[Saved data entries]
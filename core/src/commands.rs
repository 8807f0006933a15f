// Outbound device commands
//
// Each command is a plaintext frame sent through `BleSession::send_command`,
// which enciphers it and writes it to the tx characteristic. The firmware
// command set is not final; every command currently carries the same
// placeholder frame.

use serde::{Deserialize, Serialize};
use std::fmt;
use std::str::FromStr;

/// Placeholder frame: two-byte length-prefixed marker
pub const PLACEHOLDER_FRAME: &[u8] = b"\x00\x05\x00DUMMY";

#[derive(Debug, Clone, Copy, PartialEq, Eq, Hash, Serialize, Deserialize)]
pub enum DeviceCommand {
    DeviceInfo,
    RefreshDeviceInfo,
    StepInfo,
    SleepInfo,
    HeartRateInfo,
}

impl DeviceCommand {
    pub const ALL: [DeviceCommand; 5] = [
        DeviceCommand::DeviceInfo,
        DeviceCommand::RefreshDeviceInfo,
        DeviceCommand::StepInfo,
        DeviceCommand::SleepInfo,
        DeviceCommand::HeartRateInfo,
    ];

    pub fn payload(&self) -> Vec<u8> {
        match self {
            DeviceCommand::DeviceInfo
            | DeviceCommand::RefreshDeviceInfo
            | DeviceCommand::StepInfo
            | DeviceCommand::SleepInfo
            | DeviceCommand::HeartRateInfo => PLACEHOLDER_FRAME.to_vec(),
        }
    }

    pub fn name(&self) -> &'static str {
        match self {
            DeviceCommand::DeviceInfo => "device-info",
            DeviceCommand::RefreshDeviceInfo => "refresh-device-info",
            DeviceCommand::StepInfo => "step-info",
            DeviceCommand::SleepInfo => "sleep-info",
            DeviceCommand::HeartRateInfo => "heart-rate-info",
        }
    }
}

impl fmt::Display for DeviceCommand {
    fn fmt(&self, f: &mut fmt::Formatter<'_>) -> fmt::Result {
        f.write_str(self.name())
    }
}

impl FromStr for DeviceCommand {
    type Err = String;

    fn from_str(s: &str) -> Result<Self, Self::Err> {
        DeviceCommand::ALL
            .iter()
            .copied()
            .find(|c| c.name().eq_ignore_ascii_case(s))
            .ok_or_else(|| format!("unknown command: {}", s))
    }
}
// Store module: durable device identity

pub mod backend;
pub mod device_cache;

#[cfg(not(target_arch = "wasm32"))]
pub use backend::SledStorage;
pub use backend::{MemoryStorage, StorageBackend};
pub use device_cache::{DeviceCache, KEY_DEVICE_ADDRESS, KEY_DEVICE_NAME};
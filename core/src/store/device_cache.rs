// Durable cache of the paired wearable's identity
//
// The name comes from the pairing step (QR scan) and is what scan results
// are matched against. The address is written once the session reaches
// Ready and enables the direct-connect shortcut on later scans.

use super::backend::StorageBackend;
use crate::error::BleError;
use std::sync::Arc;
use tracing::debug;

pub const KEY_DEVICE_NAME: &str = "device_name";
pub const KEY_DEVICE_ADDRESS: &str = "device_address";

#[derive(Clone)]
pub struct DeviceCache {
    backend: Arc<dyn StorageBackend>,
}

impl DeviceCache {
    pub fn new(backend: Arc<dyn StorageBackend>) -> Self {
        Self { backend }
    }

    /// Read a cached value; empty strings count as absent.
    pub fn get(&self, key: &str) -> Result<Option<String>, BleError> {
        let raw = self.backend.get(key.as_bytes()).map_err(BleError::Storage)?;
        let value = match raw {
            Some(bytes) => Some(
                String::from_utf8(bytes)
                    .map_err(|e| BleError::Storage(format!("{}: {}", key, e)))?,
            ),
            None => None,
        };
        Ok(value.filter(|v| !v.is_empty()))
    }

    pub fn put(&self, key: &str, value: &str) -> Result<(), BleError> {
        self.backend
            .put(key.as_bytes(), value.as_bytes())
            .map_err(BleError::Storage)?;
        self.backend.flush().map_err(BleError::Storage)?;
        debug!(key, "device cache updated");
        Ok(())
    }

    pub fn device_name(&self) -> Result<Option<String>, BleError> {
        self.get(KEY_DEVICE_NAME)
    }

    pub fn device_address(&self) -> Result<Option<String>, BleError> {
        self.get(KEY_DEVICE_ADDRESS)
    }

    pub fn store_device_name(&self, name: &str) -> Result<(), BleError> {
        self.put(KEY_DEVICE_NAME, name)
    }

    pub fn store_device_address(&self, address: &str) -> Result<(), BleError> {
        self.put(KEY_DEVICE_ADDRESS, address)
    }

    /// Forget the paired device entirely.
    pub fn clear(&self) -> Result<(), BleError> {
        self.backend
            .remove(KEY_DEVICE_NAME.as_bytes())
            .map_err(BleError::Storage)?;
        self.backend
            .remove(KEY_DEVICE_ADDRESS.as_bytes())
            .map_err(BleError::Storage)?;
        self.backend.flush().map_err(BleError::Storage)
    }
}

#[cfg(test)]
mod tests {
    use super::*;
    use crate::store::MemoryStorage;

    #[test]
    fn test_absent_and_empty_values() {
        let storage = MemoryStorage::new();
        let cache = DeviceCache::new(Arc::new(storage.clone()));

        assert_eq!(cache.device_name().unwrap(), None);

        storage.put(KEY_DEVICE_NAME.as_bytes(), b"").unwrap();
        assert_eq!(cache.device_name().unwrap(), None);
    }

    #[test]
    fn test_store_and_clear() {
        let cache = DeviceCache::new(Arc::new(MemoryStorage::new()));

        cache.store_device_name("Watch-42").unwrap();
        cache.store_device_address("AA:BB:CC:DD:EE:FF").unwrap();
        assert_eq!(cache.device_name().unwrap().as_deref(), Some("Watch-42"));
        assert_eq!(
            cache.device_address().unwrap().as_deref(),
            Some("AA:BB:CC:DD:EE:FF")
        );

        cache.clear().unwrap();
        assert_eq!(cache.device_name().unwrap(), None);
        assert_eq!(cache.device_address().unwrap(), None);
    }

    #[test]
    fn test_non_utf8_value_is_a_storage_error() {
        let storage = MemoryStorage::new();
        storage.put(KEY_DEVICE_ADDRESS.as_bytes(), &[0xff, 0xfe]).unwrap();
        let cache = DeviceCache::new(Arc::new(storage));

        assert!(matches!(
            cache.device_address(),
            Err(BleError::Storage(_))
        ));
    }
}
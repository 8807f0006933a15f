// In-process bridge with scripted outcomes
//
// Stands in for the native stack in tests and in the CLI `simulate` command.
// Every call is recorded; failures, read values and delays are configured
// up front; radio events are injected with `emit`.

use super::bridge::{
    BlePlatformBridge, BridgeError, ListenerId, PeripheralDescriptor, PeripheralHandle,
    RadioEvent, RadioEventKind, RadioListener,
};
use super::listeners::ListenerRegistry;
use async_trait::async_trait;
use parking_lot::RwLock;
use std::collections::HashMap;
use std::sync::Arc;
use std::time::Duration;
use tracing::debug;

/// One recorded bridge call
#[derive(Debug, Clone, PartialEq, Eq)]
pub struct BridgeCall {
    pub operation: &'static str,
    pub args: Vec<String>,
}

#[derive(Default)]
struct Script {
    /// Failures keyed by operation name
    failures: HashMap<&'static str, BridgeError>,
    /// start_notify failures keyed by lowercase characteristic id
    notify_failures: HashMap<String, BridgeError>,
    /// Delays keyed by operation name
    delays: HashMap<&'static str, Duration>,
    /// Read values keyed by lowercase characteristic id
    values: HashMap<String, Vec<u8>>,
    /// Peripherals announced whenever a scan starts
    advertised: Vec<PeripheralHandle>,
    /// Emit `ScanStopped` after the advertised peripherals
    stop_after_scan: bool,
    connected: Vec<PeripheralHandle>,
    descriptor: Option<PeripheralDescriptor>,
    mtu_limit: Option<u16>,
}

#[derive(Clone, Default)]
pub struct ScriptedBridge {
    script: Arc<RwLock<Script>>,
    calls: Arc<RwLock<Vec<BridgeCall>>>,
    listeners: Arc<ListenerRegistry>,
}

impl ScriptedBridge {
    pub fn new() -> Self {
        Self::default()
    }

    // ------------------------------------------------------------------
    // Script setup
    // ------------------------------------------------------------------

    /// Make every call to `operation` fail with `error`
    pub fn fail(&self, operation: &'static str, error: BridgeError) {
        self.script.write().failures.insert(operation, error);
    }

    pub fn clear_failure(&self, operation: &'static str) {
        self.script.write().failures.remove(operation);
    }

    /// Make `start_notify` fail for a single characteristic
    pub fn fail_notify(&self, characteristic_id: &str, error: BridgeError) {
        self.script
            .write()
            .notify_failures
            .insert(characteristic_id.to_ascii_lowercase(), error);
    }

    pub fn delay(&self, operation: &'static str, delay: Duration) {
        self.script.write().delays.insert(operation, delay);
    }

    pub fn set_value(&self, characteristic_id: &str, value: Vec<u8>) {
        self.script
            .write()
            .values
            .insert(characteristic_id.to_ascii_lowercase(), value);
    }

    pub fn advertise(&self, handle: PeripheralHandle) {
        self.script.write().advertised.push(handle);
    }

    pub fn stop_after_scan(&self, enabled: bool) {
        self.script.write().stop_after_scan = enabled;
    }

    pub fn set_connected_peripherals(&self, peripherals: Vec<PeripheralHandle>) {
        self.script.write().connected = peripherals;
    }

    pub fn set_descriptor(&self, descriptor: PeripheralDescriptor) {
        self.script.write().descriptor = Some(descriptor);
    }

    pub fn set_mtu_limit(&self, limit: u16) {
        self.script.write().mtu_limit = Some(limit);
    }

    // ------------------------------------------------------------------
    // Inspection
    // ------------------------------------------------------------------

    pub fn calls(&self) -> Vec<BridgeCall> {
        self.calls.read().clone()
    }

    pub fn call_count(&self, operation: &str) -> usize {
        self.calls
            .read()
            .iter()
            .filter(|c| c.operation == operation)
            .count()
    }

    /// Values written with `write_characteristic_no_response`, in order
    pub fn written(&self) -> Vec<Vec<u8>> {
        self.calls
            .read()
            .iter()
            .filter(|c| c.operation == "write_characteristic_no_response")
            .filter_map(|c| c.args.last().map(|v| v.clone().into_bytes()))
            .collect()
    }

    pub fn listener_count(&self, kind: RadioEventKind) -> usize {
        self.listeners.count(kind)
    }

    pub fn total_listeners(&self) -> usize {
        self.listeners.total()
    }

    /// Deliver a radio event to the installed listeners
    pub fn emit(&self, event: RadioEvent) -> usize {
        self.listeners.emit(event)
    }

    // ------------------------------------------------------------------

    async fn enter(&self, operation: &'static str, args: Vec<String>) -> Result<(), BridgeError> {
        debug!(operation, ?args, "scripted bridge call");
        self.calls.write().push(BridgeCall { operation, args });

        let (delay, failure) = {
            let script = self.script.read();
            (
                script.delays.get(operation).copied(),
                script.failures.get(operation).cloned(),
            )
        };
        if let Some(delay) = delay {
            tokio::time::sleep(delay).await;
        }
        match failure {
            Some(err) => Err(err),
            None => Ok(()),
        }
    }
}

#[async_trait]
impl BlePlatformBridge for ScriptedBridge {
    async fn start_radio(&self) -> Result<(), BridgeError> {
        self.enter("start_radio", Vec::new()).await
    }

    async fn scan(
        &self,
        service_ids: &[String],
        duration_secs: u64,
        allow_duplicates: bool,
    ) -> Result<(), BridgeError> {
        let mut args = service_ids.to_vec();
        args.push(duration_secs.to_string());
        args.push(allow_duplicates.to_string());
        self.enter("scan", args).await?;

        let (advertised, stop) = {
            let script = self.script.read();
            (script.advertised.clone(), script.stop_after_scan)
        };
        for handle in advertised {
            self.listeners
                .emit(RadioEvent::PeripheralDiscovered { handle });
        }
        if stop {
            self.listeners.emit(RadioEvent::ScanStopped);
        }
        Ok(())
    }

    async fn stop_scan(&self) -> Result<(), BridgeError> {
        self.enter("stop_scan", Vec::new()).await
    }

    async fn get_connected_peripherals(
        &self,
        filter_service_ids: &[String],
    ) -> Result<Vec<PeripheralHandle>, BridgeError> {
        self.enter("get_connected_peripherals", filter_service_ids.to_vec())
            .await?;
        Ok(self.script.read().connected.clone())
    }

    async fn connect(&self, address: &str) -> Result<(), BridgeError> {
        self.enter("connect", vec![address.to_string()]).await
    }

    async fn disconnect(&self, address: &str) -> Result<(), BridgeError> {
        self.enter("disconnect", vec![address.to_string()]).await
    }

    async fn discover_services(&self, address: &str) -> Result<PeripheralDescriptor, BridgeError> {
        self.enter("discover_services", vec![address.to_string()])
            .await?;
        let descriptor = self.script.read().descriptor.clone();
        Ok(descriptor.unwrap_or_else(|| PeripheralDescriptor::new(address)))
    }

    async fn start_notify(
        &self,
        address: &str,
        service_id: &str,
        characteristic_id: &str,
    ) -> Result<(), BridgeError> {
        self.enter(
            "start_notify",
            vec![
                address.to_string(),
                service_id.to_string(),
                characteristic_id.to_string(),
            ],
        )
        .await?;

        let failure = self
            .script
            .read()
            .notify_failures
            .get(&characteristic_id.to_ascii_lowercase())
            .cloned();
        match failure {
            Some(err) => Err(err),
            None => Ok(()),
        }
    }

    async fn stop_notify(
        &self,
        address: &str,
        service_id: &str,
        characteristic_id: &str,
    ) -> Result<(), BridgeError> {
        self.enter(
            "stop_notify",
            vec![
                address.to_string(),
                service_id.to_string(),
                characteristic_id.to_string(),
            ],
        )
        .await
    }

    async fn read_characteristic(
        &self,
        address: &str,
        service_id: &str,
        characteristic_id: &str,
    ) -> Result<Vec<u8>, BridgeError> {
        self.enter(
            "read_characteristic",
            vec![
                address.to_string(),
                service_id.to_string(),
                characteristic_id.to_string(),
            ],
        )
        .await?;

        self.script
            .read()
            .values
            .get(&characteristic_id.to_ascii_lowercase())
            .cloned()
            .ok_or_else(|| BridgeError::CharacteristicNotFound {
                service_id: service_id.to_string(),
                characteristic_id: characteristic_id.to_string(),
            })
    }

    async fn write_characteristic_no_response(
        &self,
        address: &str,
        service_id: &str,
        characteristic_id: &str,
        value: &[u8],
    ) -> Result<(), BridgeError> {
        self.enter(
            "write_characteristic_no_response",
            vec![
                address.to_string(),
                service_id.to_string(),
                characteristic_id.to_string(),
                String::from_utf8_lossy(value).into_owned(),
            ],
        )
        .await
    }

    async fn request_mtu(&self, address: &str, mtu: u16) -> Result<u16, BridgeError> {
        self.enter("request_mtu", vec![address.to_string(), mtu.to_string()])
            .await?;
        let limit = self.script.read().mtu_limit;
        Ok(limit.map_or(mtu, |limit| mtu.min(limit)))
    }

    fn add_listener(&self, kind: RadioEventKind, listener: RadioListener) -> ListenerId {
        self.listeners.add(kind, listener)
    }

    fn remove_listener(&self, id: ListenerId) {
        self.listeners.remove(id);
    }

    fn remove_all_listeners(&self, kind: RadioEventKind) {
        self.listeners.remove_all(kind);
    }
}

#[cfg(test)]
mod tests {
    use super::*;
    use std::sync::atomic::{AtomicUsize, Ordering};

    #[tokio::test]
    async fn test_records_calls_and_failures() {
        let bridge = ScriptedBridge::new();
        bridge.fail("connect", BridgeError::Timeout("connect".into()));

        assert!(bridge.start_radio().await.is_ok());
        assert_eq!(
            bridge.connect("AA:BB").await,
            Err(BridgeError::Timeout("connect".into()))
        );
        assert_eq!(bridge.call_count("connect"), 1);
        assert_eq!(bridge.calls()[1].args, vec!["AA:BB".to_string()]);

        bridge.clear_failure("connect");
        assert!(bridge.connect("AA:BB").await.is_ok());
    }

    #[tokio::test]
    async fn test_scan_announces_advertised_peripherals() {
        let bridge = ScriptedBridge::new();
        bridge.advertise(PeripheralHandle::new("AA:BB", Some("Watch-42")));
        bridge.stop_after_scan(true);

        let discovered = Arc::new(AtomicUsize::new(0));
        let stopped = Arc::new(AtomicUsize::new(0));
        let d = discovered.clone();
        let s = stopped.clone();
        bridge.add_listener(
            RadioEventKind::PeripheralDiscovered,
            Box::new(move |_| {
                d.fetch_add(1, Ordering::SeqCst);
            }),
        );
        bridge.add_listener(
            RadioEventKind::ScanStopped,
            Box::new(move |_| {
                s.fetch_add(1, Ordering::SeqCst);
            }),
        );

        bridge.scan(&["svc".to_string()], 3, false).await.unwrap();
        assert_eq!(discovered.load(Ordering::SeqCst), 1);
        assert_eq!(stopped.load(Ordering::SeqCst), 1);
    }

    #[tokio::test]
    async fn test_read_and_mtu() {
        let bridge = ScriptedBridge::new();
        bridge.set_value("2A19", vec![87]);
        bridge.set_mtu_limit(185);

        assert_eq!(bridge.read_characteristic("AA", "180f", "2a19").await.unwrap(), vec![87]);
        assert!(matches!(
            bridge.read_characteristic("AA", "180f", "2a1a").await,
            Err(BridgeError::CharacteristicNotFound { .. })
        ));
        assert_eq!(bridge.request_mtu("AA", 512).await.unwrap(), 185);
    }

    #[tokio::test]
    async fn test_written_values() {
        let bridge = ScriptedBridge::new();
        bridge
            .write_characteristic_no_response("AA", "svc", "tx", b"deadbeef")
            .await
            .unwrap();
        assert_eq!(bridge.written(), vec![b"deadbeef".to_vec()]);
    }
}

About this task: Make a copy of each line in the records that has the word "Timeout".

Reply:
        bridge.fail("connect", BridgeError::Timeout("connect".into()));
            Err(BridgeError::Timeout("connect".into()))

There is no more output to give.